Family size | 2025 federal poverty level (100%) | 20-25 federal poverty level (400%) |
---|---|---|
Individuals | $15,650 | $60,240 |
Family of 2 | $21,150 | $81,760 |
Family of 3 | $26,650 | $103,280 |
Family of 4 | $32,150 | $124,800 |
Family of 5 | $37,650 | $146,320 |
Family of 6 | $43,150 | $167,840 |
Family of 7 | $48,650 | $189,360 |
Family of 8 | $54,150 | $210,880 |
Also, you may qualify for Medicaid coverage if your income is below 100% of the federal poverty level, depending on your state’s income rules.
You need to estimate your income for the year when you buy a marketplace policy to figure out the subsidy’s size.
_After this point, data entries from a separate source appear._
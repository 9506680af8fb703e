// This Source Code Form is subject to the terms of the Mozilla Public
// License, v. 2.0. If a copy of the MPL was not distributed with this
// file, You can obtain one at https://mozilla.org/MPL/2.0/.

//! E2K section vocabulary shared by reader and writer

/// A `$ TITLE` delimited section of an E2K file
///
/// Variants are declared in file order; the writer emits sections in this
/// order and the reader imports them in dependency order.
#[derive(Clone, Copy, Debug, PartialEq, Eq, Hash, PartialOrd, Ord)]
pub enum SectionKind {
    ProgramInformation,
    Controls,
    Stories,
    Grids,
    Diaphragms,
    Materials,
    FrameSections,
    ShellProperties,
    PointCoordinates,
    LineConnectivities,
    AreaConnectivities,
    PointAssigns,
    LineAssigns,
    AreaAssigns,
    LoadPatterns,
    ShellUniformLoadSets,
    LoadCases,
    LoadCombinations,
    EndOfModel,
}

impl SectionKind {
    pub const ALL: [SectionKind; 19] = [
        SectionKind::ProgramInformation,
        SectionKind::Controls,
        SectionKind::Stories,
        SectionKind::Grids,
        SectionKind::Diaphragms,
        SectionKind::Materials,
        SectionKind::FrameSections,
        SectionKind::ShellProperties,
        SectionKind::PointCoordinates,
        SectionKind::LineConnectivities,
        SectionKind::AreaConnectivities,
        SectionKind::PointAssigns,
        SectionKind::LineAssigns,
        SectionKind::AreaAssigns,
        SectionKind::LoadPatterns,
        SectionKind::ShellUniformLoadSets,
        SectionKind::LoadCases,
        SectionKind::LoadCombinations,
        SectionKind::EndOfModel,
    ];

    /// Title written after `$ `
    pub fn title(&self) -> &'static str {
        match self {
            SectionKind::ProgramInformation => "PROGRAM INFORMATION",
            SectionKind::Controls => "CONTROLS",
            SectionKind::Stories => "STORIES - IN SEQUENCE FROM TOP",
            SectionKind::Grids => "GRIDS",
            SectionKind::Diaphragms => "DIAPHRAGM NAMES",
            SectionKind::Materials => "MATERIAL PROPERTIES",
            SectionKind::FrameSections => "FRAME SECTIONS",
            SectionKind::ShellProperties => "WALL/SLAB/DECK PROPERTIES",
            SectionKind::PointCoordinates => "POINT COORDINATES",
            SectionKind::LineConnectivities => "LINE CONNECTIVITIES",
            SectionKind::AreaConnectivities => "AREA CONNECTIVITIES",
            SectionKind::PointAssigns => "POINT ASSIGNS",
            SectionKind::LineAssigns => "LINE ASSIGNS",
            SectionKind::AreaAssigns => "AREA ASSIGNS",
            SectionKind::LoadPatterns => "LOAD PATTERNS",
            SectionKind::ShellUniformLoadSets => "SHELL UNIFORM LOAD SETS",
            SectionKind::LoadCases => "LOAD CASES",
            SectionKind::LoadCombinations => "LOAD COMBINATIONS",
            SectionKind::EndOfModel => "END OF MODEL FILE",
        }
    }

    /// Header prefixes recognized on import
    fn prefixes(&self) -> &'static [&'static str] {
        match self {
            SectionKind::ProgramInformation => &["PROGRAM INFORMATION"],
            SectionKind::Controls => &["CONTROLS"],
            SectionKind::Stories => &["STORIES"],
            SectionKind::Grids => &["GRIDS"],
            SectionKind::Diaphragms => &["DIAPHRAGM NAMES"],
            SectionKind::Materials => &["MATERIAL PROPERTIES"],
            SectionKind::FrameSections => &["FRAME SECTIONS"],
            SectionKind::ShellProperties => &["WALL/SLAB/DECK PROPERTIES", "WALL/SLAB PROPERTIES"],
            SectionKind::PointCoordinates => &["POINT COORDINATES"],
            SectionKind::LineConnectivities => &["LINE CONNECTIVITIES"],
            SectionKind::AreaConnectivities => &["AREA CONNECTIVITIES"],
            SectionKind::PointAssigns => &["POINT ASSIGNS"],
            SectionKind::LineAssigns => &["LINE ASSIGNS"],
            SectionKind::AreaAssigns => &["AREA ASSIGNS"],
            SectionKind::LoadPatterns => &["LOAD PATTERNS", "STATIC LOADS"],
            SectionKind::ShellUniformLoadSets => &["SHELL UNIFORM LOAD SETS"],
            SectionKind::LoadCases => &["LOAD CASES"],
            SectionKind::LoadCombinations => &["LOAD COMBINATIONS"],
            SectionKind::EndOfModel => &["END OF MODEL FILE"],
        }
    }

    /// Statement keywords that belong to the section
    pub fn keywords(&self) -> &'static [&'static str] {
        match self {
            SectionKind::ProgramInformation => &["PROGRAM"],
            SectionKind::Controls => &["UNITS", "TITLE1", "TITLE2"],
            SectionKind::Stories => &["STORY"],
            SectionKind::Grids => &["GRIDSYSTEM", "GRID", "GENGRID"],
            SectionKind::Diaphragms => &["DIAPHRAGM"],
            SectionKind::Materials => &["MATERIAL"],
            SectionKind::FrameSections => &["FRAMESECTION"],
            SectionKind::ShellProperties => &["SHELLPROP"],
            SectionKind::PointCoordinates => &["POINT"],
            SectionKind::LineConnectivities => &["LINE"],
            SectionKind::AreaConnectivities => &["AREA"],
            SectionKind::PointAssigns => &["POINTASSIGN"],
            SectionKind::LineAssigns => &["LINEASSIGN"],
            SectionKind::AreaAssigns => &["AREAASSIGN"],
            SectionKind::LoadPatterns => &["LOADPATTERN"],
            SectionKind::ShellUniformLoadSets => &["SHELLUNIFORMLOADSET"],
            SectionKind::LoadCases => &["LOADCASE"],
            SectionKind::LoadCombinations => &["COMBO"],
            SectionKind::EndOfModel => &[],
        }
    }

    /// Match a header comment such as `$ STORIES - IN SEQUENCE FROM TOP`
    ///
    /// Returns `None` for comments that are not a known section title.
    pub fn from_header(line: &str) -> Option<Self> {
        let title = line.trim_start().strip_prefix('$')?.trim().to_uppercase();
        SectionKind::ALL
            .into_iter()
            .find(|kind| kind.prefixes().iter().any(|p| title.starts_with(p)))
    }

    pub fn accepts(&self, keyword: &str) -> bool {
        self.keywords()
            .iter()
            .any(|k| k.eq_ignore_ascii_case(keyword))
    }
}
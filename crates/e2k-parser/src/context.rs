// This Source Code Form is subject to the terms of the Mozilla Public
// License, v. 2.0. If a copy of the MPL was not distributed with this
// file, You can obtain one at https://mozilla.org/MPL/2.0/.

//! State threaded through the import stages

use crate::grammar::{AreaRecord, LineRecord, Record};
use crate::ImportConfig;
use e2k_model::elevation::normalize_story_name;
use e2k_model::{
    Diagnostics, Error, Id, IdAllocator, NameIndex, Point2D, ReferenceKind, Result, SectionKind,
    StructuralModel, UNKNOWN,
};
use rustc_hash::FxHashMap;

/// A statement that matched its grammar rule
#[derive(Clone, Debug)]
pub struct ParsedLine<'a> {
    pub section: SectionKind,
    /// 1-based line number
    pub number: usize,
    pub text: &'a str,
    pub record: Record,
}

/// `POINT` table keyed by E2K point id, in file order
#[derive(Debug, Default)]
pub struct PointTable {
    by_id: FxHashMap<String, Point2D>,
    first: Option<(String, Point2D)>,
}

impl PointTable {
    /// Add a point; returns false if the id is already taken
    pub fn insert(&mut self, id: &str, location: Point2D) -> bool {
        if self.by_id.contains_key(id) {
            return false;
        }
        if self.first.is_none() {
            self.first = Some((id.to_string(), location));
        }
        self.by_id.insert(id.to_string(), location);
        true
    }

    pub fn get(&self, id: &str) -> Option<Point2D> {
        self.by_id.get(id).copied()
    }

    /// Look up a point, substituting the first point (or the origin)
    pub fn resolve(&self, id: &str, context: &str, diagnostics: &mut Diagnostics) -> Point2D {
        if let Some(p) = self.get(id) {
            return p;
        }
        match &self.first {
            Some((first_id, p)) => {
                diagnostics.substitution(ReferenceKind::Point, id, first_id.as_str(), context);
                *p
            }
            None => {
                diagnostics.substitution(ReferenceKind::Point, id, UNKNOWN, context);
                Point2D::default()
            }
        }
    }
}

/// Everything an import stage reads from or writes to
pub struct ImportContext<'c> {
    pub config: &'c ImportConfig,
    pub ids: IdAllocator,
    pub diagnostics: Diagnostics,
    pub model: StructuralModel,

    /// Canonical level name to level id
    pub levels: NameIndex,
    /// Level ids bottom-up
    pub level_order: Vec<Id>,
    /// Grid system name to id
    pub grid_systems: FxHashMap<String, Id>,
    pub materials: NameIndex,
    pub frame_sections: NameIndex,
    pub wall_properties: NameIndex,
    pub floor_properties: NameIndex,
    pub diaphragms: NameIndex,
    pub load_patterns: NameIndex,
    pub surface_loads: NameIndex,

    pub points: PointTable,
    pub lines: FxHashMap<String, LineRecord>,
    pub areas: FxHashMap<String, AreaRecord>,
}

impl<'c> ImportContext<'c> {
    pub fn new(config: &'c ImportConfig) -> Self {
        Self {
            config,
            ids: IdAllocator::new(),
            diagnostics: Diagnostics::new(),
            model: StructuralModel::new(),
            levels: NameIndex::new(ReferenceKind::Level),
            level_order: Vec::new(),
            grid_systems: FxHashMap::default(),
            materials: NameIndex::new(ReferenceKind::Material),
            frame_sections: NameIndex::new(ReferenceKind::FrameProperties),
            wall_properties: NameIndex::new(ReferenceKind::WallProperties),
            floor_properties: NameIndex::new(ReferenceKind::FloorProperties),
            diaphragms: NameIndex::new(ReferenceKind::Diaphragm),
            load_patterns: NameIndex::new(ReferenceKind::LoadDefinition),
            surface_loads: NameIndex::new(ReferenceKind::SurfaceLoad),
            points: PointTable::default(),
            lines: FxHashMap::default(),
            areas: FxHashMap::default(),
        }
    }

    /// Record a statement that parsed but cannot be used
    pub fn malformed(&mut self, line: &ParsedLine<'_>, reason: impl Into<String>) {
        self.diagnostics
            .malformed_line(line.section.title(), line.number, line.text, reason);
    }

    /// Assignment rows need levels to hang on
    pub fn require_levels(&self) -> Result<()> {
        if self.level_order.is_empty() {
            return Err(Error::missing("story definitions"));
        }
        Ok(())
    }

    /// Level id of a story name as written in the file
    pub fn level_for_story(&mut self, story: &str, context: &str) -> Id {
        self.levels
            .resolve(&normalize_story_name(story), context, &mut self.diagnostics)
    }

    /// Level `span` stories below `top`, clamped to the lowest level
    pub fn level_below(&mut self, top: &Id, span: u32, context: &str) -> Id {
        let Some(pos) = self.level_order.iter().position(|id| id == top) else {
            return top.clone();
        };
        let span = span as usize;
        if pos >= span {
            return self.level_order[pos - span].clone();
        }
        let lowest = self.level_order[0].clone();
        let lowest_name = self
            .model
            .layout
            .level(&lowest)
            .map(|l| l.name.clone())
            .unwrap_or_else(|| UNKNOWN.to_string());
        self.diagnostics.substitution(
            ReferenceKind::Level,
            format!("{} stories below {}", span, top),
            lowest_name,
            context,
        );
        lowest
    }

    /// Floor type of a level, if it has one
    pub fn floor_type_of(&self, level: &Id) -> Option<Id> {
        self.model
            .layout
            .level(level)
            .and_then(|l| l.floor_type_id.clone())
    }

    pub fn point(&mut self, id: &str, context: &str) -> Point2D {
        self.points.resolve(id, context, &mut self.diagnostics)
    }
}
The subsidy calculation is complicated, but it’s designed so that people pay no more than 2% to 10% of their income in premiums for a Silver-level plan on the ACA marketplace. The lower your income, the larger your subsidy. The government pays the subsidy, and you pay the remainder of the cost.
The Kaiser Family Foundation has a calculator that can help estimate your subsidy. The ACA marketplace websites have calculators to show exactly how much you'd have to pay for the policies available in your area after the subsidy.
How much do you save with ACA premium subsidies?
As an example, a family of four living in Minneapolis (Hennepin County) with an annual income of $55,000 is eligible for a premium tax credit of $953 a month. With that subsidy, a silver plan will cost about $50 a month, compared to $1,004 a month without the subsidy.
The subsidy calculation is based on the price of the second-lowest-cost Silver plan in your area, but you can use the subsidy to buy any plan on the marketplace. The size of the subsidy remains the same, even though the premiums for other plans are different.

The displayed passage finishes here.